DUBAÏ : L'Iran aurait tenté sans succès de lancer une fusée chargée d’un satellite au cours des derniers jours, et semble être prête à réessayer, un effort de plus de la part du pays pour faire avancer son programme spatial au milieu de tensions avec l'Occident au sujet de son accord nucléaire chancelant.
Des images satellites, un responsable américain et un expert en fusées ont tous confirmé l'échec du lancement en juin, à la base spatiale Imam Khomeini dans la province iranienne de Semnan.
La tentative survient alors que le programme spatial de l'Iran a subi une série de pertes de taille. La garde révolutionnaire paramilitaire gère son propre programme parallèle qui a lancé un satellite en orbite l'année dernière.

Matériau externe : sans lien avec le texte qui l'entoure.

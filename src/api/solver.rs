use std::collections::BTreeMap;
use std::sync::atomic::AtomicBool;
use std::sync::Arc;

use crate::basic_types::HashMap;
use crate::basic_types::Solution;
use crate::basic_types::StorageKey;
use crate::engine::nogoods::NamedNoGood;
use crate::engine::search::SearchEngine;
use crate::engine::search::DEFAULT_SEED;
use crate::engine::variables::VariableId;
use crate::model::Model;
use crate::statistics::log_statistic_postfix;
use crate::statistics::SolverStats;

/// The solver: depth-first search with propagation to fixpoint, activity-weighted variable
/// selection, NoGood learning, Luby-like restarts, and branch-and-bound optimisation.
///
/// A solver owns its search state (activities, learned NoGoods, statistics) across calls, so
/// NoGoods learned or imported earlier keep pruning later calls against the same model. The
/// model passed to a solve call is borrowed exclusively for the duration of that call.
///
/// # Example
/// ```rust
/// use kabocha::constraints;
/// use kabocha::Model;
/// use kabocha::Solver;
///
/// let mut model = Model::new();
/// let x = model.create_variable("x", 1, 3).unwrap();
/// let y = model.create_variable("y", 1, 3).unwrap();
/// let three = model.create_constant("three", 3).unwrap();
/// model.add_constraint(constraints::int_lt(x, y)).unwrap();
/// model.add_constraint(constraints::int_lt(y, three)).unwrap();
///
/// let mut solver = Solver::default();
/// let solution = solver.solve(&mut model).expect("satisfiable");
/// assert_eq!(solution.value("x"), Some(1));
/// assert_eq!(solution.value("y"), Some(2));
/// ```
#[derive(Debug)]
pub struct Solver {
    engine: SearchEngine,
}

impl Default for Solver {
    fn default() -> Self {
        Solver::with_seed(DEFAULT_SEED)
    }
}

impl Solver {
    pub fn new() -> Self {
        Solver::default()
    }

    /// Creates a solver whose tie-breaking shuffles derive from `seed`. Two solvers with the
    /// same seed explore identically.
    pub fn with_seed(seed: u64) -> Self {
        Solver {
            engine: SearchEngine::with_seed(seed),
        }
    }

    /// Searches for one solution. `None` means the model is unsatisfiable, or that the search
    /// was cancelled (check [`Solver::is_stopped`]).
    pub fn solve(&mut self, model: &mut Model) -> Option<Solution> {
        self.engine.solve(model)
    }

    /// Enumerates solutions, invoking `callback` for each; the callback returns `true` to keep
    /// enumerating. Returns the number of solutions reported. Every reported solution is blocked
    /// for the rest of this solver's lifetime.
    pub fn solve_all(
        &mut self,
        model: &mut Model,
        mut callback: impl FnMut(&Solution) -> bool,
    ) -> usize {
        self.engine.solve_all(model, &mut callback)
    }

    /// Optimises `objective` by branch and bound. `on_improve` sees every strictly improving
    /// solution and returns `true` to continue; the result is the optimum if the search
    /// completed, the best incumbent if it was cancelled, or `None` if no solution exists.
    pub fn solve_optimize(
        &mut self,
        model: &mut Model,
        objective: VariableId,
        minimize: bool,
        mut on_improve: impl FnMut(&Solution) -> bool,
    ) -> Option<Solution> {
        self.engine
            .solve_optimize(model, objective, minimize, &mut on_improve)
    }

    // ===== Cancellation =====

    /// Requests cancellation; the search unwinds at the next safe point and returns its best
    /// answer so far. Callable from another thread through [`Solver::stop_flag`].
    pub fn stop(&self) {
        self.engine.stop();
    }

    pub fn reset_stop(&self) {
        self.engine.reset_stop();
    }

    pub fn is_stopped(&self) -> bool {
        self.engine.is_stopped()
    }

    /// The shared cancellation flag, for wiring up external timeouts.
    pub fn stop_flag(&self) -> Arc<AtomicBool> {
        self.engine.stop_flag()
    }

    // ===== Configuration =====

    /// Elevates restart and incumbent reporting to info-level logging.
    pub fn set_verbose(&mut self, enabled: bool) {
        self.engine.verbose = enabled;
    }

    /// Enables or disables learning new NoGoods from failed subtrees.
    pub fn set_nogood_learning(&mut self, enabled: bool) {
        self.engine.nogood_learning = enabled;
    }

    /// Enables or disables the restart loop; without restarts a single unbounded search runs.
    pub fn set_restart_enabled(&mut self, enabled: bool) {
        self.engine.restart_enabled = enabled;
    }

    /// Enables or disables the activity scores during variable selection.
    pub fn set_activity_selection(&mut self, enabled: bool) {
        self.engine.activity_selection = enabled;
    }

    /// Orders variable selection by `(activity, domain size)` instead of
    /// `(domain size, activity)`. The restart loop alternates this on its own.
    pub fn set_activity_first(&mut self, enabled: bool) {
        self.engine.activity_first = enabled;
    }

    /// Reserved for a bisection branching strategy; the value is stored and the related
    /// statistics stay zero until such a strategy exists.
    pub fn set_bisection_threshold(&mut self, threshold: usize) {
        self.engine.bisection_threshold = threshold;
    }

    // ===== Warm starts =====

    /// Seeds value ordering with a (partial) assignment; hinted values are tried first.
    pub fn set_hint_solution(&mut self, hint: &Solution, model: &Model) {
        self.engine.hint = resolve_names(hint.iter(), model);
    }

    /// Seeds the variable activities by name, e.g. carried over from a related model.
    pub fn set_activity(&mut self, activity: &BTreeMap<String, f64>, model: &Model) {
        self.engine.preset_activity = resolve_names(
            activity.iter().map(|(name, &score)| (name.as_str(), score)),
            model,
        );
    }

    /// The current activity scores of all variables with a positive score, keyed by name.
    pub fn get_activity_map(&self, model: &Model) -> BTreeMap<String, f64> {
        let mut result = BTreeMap::new();
        for index in 0..model.num_variables() {
            let var = VariableId::create_from_index(index);
            let score = self.engine.activity_of(var);
            if score > 0.0 {
                let _ = result.insert(model.variable_name(var).to_owned(), score);
            }
        }
        result
    }

    /// Exports up to `max_count` NoGoods keyed by variable name (`0` meaning all), e.g. to seed
    /// a later solve on a rebuilt model.
    pub fn get_nogoods(&self, model: &Model, max_count: usize) -> Vec<NamedNoGood> {
        self.engine.nogoods.export(model.assignments(), max_count)
    }

    /// Imports name-keyed NoGoods; entries mentioning unknown variables are skipped. Returns the
    /// number added.
    pub fn add_nogoods(&mut self, nogoods: &[NamedNoGood], model: &Model) -> usize {
        self.engine
            .nogoods
            .import(nogoods, |name| model.variable_id(name))
    }

    // ===== Statistics =====

    /// The statistics of the most recent solve call.
    pub fn stats(&self) -> &SolverStats {
        &self.engine.stats
    }

    /// Logs the statistics through [`crate::statistics::log_statistic`].
    pub fn log_statistics(&self) {
        self.engine.stats.log();
        log_statistic_postfix();
    }
}

fn resolve_names<'a, V>(
    entries: impl Iterator<Item = (&'a str, V)>,
    model: &Model,
) -> HashMap<VariableId, V> {
    entries
        .filter_map(|(name, value)| model.variable_id(name).map(|var| (var, value)))
        .collect()
}
//! Learned NoGoods and their two-watched-literal propagation.
//!
//! A NoGood is a conjunction of `(variable = value)` literals that cannot all hold at once. Two of
//! the literals are watched: only when a watched literal becomes true does the pool do any work,
//! either relocating the watch to a literal that is not yet satisfied, detecting that the clause
//! is fully entailed (a conflict), or enqueueing the removal that falsifies the one remaining
//! literal.

use crate::basic_types::HashMap;
use crate::engine::assignments::Assignments;
use crate::engine::variables::VariableId;
use crate::kabocha_assert_moderate;
use crate::statistics::SolverStats;

/// The pool never grows past this many NoGoods; overflow is evicted by recency on restart.
pub(crate) const MAX_NOGOODS: usize = 100_000;

/// One `(variable = value)` literal of a NoGood.
#[derive(Debug, Clone, Copy, PartialEq, Eq)]
pub(crate) struct Literal {
    pub(crate) var: VariableId,
    pub(crate) value: i64,
}

#[derive(Debug)]
struct NoGood {
    literals: Vec<Literal>,
    w1: usize,
    w2: usize,
    /// Value of the use counter when this NoGood last caused a conflict.
    last_active: u64,
    /// Permanent NoGoods (solution blockers) survive eviction.
    permanent: bool,
}

/// A literal keyed by variable name, used to carry NoGoods across models.
#[derive(Debug, Clone, PartialEq, Eq)]
pub struct NamedLiteral {
    pub var_name: String,
    pub value: i64,
}

/// A NoGood keyed by variable names, used to carry learned clauses across models.
#[derive(Debug, Clone, PartialEq, Eq)]
pub struct NamedNoGood {
    pub literals: Vec<NamedLiteral>,
}

type WatchBuckets = HashMap<VariableId, HashMap<i64, Vec<usize>>>;

/// The NoGood pool together with its `(variable, value)` watch index.
///
/// NoGoods are stored in a plain vector; during search removals only happen at the back (child
/// NoGoods dropped when a frame exhausts), which keeps the indices stored in the watch buckets
/// stable. The restart-time sort reorders everything and therefore rebuilds the buckets.
#[derive(Debug, Default)]
pub(crate) struct NoGoodStore {
    nogoods: Vec<NoGood>,
    watches: WatchBuckets,
    use_counter: u64,
}

impl NoGoodStore {
    pub(crate) fn len(&self) -> usize {
        self.nogoods.len()
    }

    pub(crate) fn is_empty(&self) -> bool {
        self.nogoods.is_empty()
    }

    /// Records a new NoGood; positions 0 and 1 become the watched literals.
    pub(crate) fn add(&mut self, literals: Vec<Literal>) {
        kabocha_assert_moderate!(!literals.is_empty());

        let index = self.nogoods.len();
        let w1 = 0;
        let w2 = if literals.len() > 1 { 1 } else { 0 };

        register(&mut self.watches, literals[w1], index);
        if w2 != w1 {
            register(&mut self.watches, literals[w2], index);
        }

        self.nogoods.push(NoGood {
            literals,
            w1,
            w2,
            last_active: 0,
            permanent: false,
        });
    }

    /// Marks the most recently added NoGood as surviving eviction.
    pub(crate) fn make_last_permanent(&mut self) {
        if let Some(nogood) = self.nogoods.last_mut() {
            nogood.permanent = true;
        }
    }

    /// Drops NoGoods from the back until at most `len` remain.
    pub(crate) fn truncate(&mut self, len: usize) {
        while self.nogoods.len() > len {
            let nogood = self.nogoods.pop().expect("checked non-empty");
            kabocha_assert_moderate!(!nogood.permanent, "permanent NoGoods are never truncated");
            let index = self.nogoods.len();
            unregister(&mut self.watches, nogood.literals[nogood.w1], index);
            if nogood.w2 != nogood.w1 {
                unregister(&mut self.watches, nogood.literals[nogood.w2], index);
            }
        }
    }

    /// Restart maintenance: stable-sorts by `(permanent, last_active)` descending, evicts the cold
    /// tail past the capacity, and rebuilds the watch index for the new positions.
    pub(crate) fn sort_and_evict(&mut self) {
        self.nogoods.sort_by(|a, b| {
            b.permanent
                .cmp(&a.permanent)
                .then(b.last_active.cmp(&a.last_active))
        });

        while self.nogoods.len() > MAX_NOGOODS {
            if self.nogoods.last().is_some_and(|nogood| nogood.permanent) {
                break;
            }
            let _ = self.nogoods.pop();
        }

        self.watches.clear();
        for (index, nogood) in self.nogoods.iter().enumerate() {
            register(&mut self.watches, nogood.literals[nogood.w1], index);
            if nogood.w2 != nogood.w1 {
                register(&mut self.watches, nogood.literals[nogood.w2], index);
            }
        }
    }

    /// The NoGoods currently watching `(var = value)`.
    pub(crate) fn watching(&self, var: VariableId, value: i64) -> Vec<usize> {
        self.watches
            .get(&var)
            .and_then(|by_value| by_value.get(&value))
            .cloned()
            .unwrap_or_default()
    }

    /// Reacts to the watched literal `triggered` having become true.
    ///
    /// Returns `false` iff the NoGood is fully entailed by the current assignment. Otherwise the
    /// watch is relocated to a not-yet-satisfied literal, or, when none exists, the remaining
    /// watched literal is falsified by enqueueing the corresponding removal.
    pub(crate) fn propagate(
        &mut self,
        assignments: &mut Assignments,
        index: usize,
        triggered: Literal,
        stats: &mut SolverStats,
    ) -> bool {
        let (w1, w2) = (self.nogoods[index].w1, self.nogoods[index].w2);
        let triggered_is_w1 = self.nogoods[index].literals[w1] == triggered;
        let other_position = if triggered_is_w1 { w2 } else { w1 };

        for i in 0..self.nogoods[index].literals.len() {
            if i == w1 || i == w2 {
                continue;
            }
            let literal = self.nogoods[index].literals[i];
            let satisfied = assignments.is_instantiated(literal.var)
                && assignments.value(literal.var) == literal.value;
            if !satisfied {
                unregister(&mut self.watches, triggered, index);
                let nogood = &mut self.nogoods[index];
                if triggered_is_w1 {
                    nogood.w1 = i;
                } else {
                    nogood.w2 = i;
                }
                register(&mut self.watches, literal, index);
                return true;
            }
        }

        // No relocation possible; every literal except possibly `other` is satisfied.
        let other = self.nogoods[index].literals[other_position];
        if assignments.is_instantiated(other.var) && assignments.value(other.var) == other.value {
            return false;
        }

        stats.nogood_domain_count += 1;
        if assignments.size(other.var) == 2 {
            stats.nogood_instantiate_count += 1;
        }
        assignments.enqueue_remove_value(other.var, other.value);
        true
    }

    /// Bumps the recency stamp of a NoGood that just caused a conflict.
    pub(crate) fn note_conflict(&mut self, index: usize) {
        self.use_counter += 1;
        self.nogoods[index].last_active = self.use_counter;
    }

    /// Exports up to `max_count` NoGoods keyed by variable name (`0` meaning all).
    pub(crate) fn export(&self, assignments: &Assignments, max_count: usize) -> Vec<NamedNoGood> {
        let mut result = Vec::new();
        for nogood in &self.nogoods {
            if max_count > 0 && result.len() >= max_count {
                break;
            }
            let literals: Vec<NamedLiteral> = nogood
                .literals
                .iter()
                .map(|literal| NamedLiteral {
                    var_name: assignments.name(literal.var).to_owned(),
                    value: literal.value,
                })
                .collect();
            if !literals.is_empty() {
                result.push(NamedNoGood { literals });
            }
        }
        result
    }

    /// Imports name-keyed NoGoods, skipping any that mention unknown variables; returns the
    /// number added.
    pub(crate) fn import(
        &mut self,
        nogoods: &[NamedNoGood],
        mut resolve: impl FnMut(&str) -> Option<VariableId>,
    ) -> usize {
        let mut added = 0;
        for named in nogoods {
            let literals: Option<Vec<Literal>> = named
                .literals
                .iter()
                .map(|literal| {
                    resolve(&literal.var_name).map(|var| Literal {
                        var,
                        value: literal.value,
                    })
                })
                .collect();
            if let Some(literals) = literals {
                if !literals.is_empty() {
                    self.add(literals);
                    added += 1;
                }
            }
        }
        added
    }
}

fn register(watches: &mut WatchBuckets, literal: Literal, index: usize) {
    watches
        .entry(literal.var)
        .or_default()
        .entry(literal.value)
        .or_default()
        .push(index);
}

fn unregister(watches: &mut WatchBuckets, literal: Literal, index: usize) {
    if let Some(bucket) = watches
        .get_mut(&literal.var)
        .and_then(|by_value| by_value.get_mut(&literal.value))
    {
        bucket.retain(|&watching| watching != index);
    }
}

#[cfg(test)]
mod tests {
    use super::Literal;
    use super::NoGoodStore;
    use crate::engine::assignments::Assignments;
    use crate::engine::domains::Domain;
    use crate::statistics::SolverStats;

    fn three_vars() -> (Assignments, Vec<crate::engine::variables::VariableId>) {
        let mut assignments = Assignments::default();
        let vars = ["a", "b", "c"]
            .iter()
            .map(|name| assignments.grow((*name).to_owned(), Domain::interval(1, 3)))
            .collect();
        (assignments, vars)
    }

    #[test]
    fn watch_relocates_to_an_unsatisfied_literal() {
        let (mut assignments, vars) = three_vars();
        let mut store = NoGoodStore::default();
        let mut stats = SolverStats::default();

        let literals: Vec<Literal> = vars.iter().map(|&var| Literal { var, value: 1 }).collect();
        store.add(literals);

        assert!(assignments.instantiate(1, vars[0], 1));
        let watching = store.watching(vars[0], 1);
        assert_eq!(watching.len(), 1);
        assert!(store.propagate(&mut assignments, watching[0], Literal { var: vars[0], value: 1 }, &mut stats));

        // The watch moved off (a = 1) onto (c = 1).
        assert!(store.watching(vars[0], 1).is_empty());
        assert_eq!(store.watching(vars[2], 1).len(), 1);
    }

    #[test]
    fn unit_nogood_enqueues_the_blocking_removal() {
        let (mut assignments, vars) = three_vars();
        let mut store = NoGoodStore::default();
        let mut stats = SolverStats::default();

        store.add(vec![
            Literal { var: vars[0], value: 1 },
            Literal { var: vars[1], value: 2 },
        ]);

        assert!(assignments.instantiate(1, vars[0], 1));
        let watching = store.watching(vars[0], 1);
        assert!(store.propagate(&mut assignments, watching[0], Literal { var: vars[0], value: 1 }, &mut stats));

        // No third literal to move to: (b = 2) must be removed.
        assert_eq!(stats.nogood_domain_count, 1);
        let update = assignments.pop_pending().expect("a removal was enqueued");
        assert_eq!(update.var, vars[1]);
        assert_eq!(update.value, 2);
    }

    #[test]
    fn fully_entailed_nogood_is_a_conflict() {
        let (mut assignments, vars) = three_vars();
        let mut store = NoGoodStore::default();
        let mut stats = SolverStats::default();

        store.add(vec![
            Literal { var: vars[0], value: 1 },
            Literal { var: vars[1], value: 2 },
        ]);

        assert!(assignments.instantiate(1, vars[1], 2));
        assert!(assignments.instantiate(2, vars[0], 1));
        let watching = store.watching(vars[0], 1);
        assert!(!store.propagate(&mut assignments, watching[0], Literal { var: vars[0], value: 1 }, &mut stats));
    }

    #[test]
    fn truncate_unregisters_watches() {
        let (_, vars) = three_vars();
        let mut store = NoGoodStore::default();

        store.add(vec![Literal { var: vars[0], value: 1 }, Literal { var: vars[1], value: 1 }]);
        store.add(vec![Literal { var: vars[0], value: 2 }, Literal { var: vars[2], value: 2 }]);

        store.truncate(1);
        assert_eq!(store.len(), 1);
        assert!(store.watching(vars[0], 2).is_empty());
        assert!(store.watching(vars[2], 2).is_empty());
        assert_eq!(store.watching(vars[0], 1).len(), 1);
    }
}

Comme pour d'autres lancements ratés, les médias d'État iraniens n'ont pas reconnu que cela avait eu lieu. La mission iranienne auprès des Nations Unies n'a pas immédiatement répondu à une demande de commentaires tôt mercredi.
Des images satellites de Planet Labs Inc. et de Maxar Technologies montrent les préparatifs à la base spatiale le 6 juin. On y voit ce qui semble être des réservoirs de carburant à côté d'un énorme portique blanc qui abrite une fusée, tandis que les scientifiques l'alimentent et se préparent pour le lancement.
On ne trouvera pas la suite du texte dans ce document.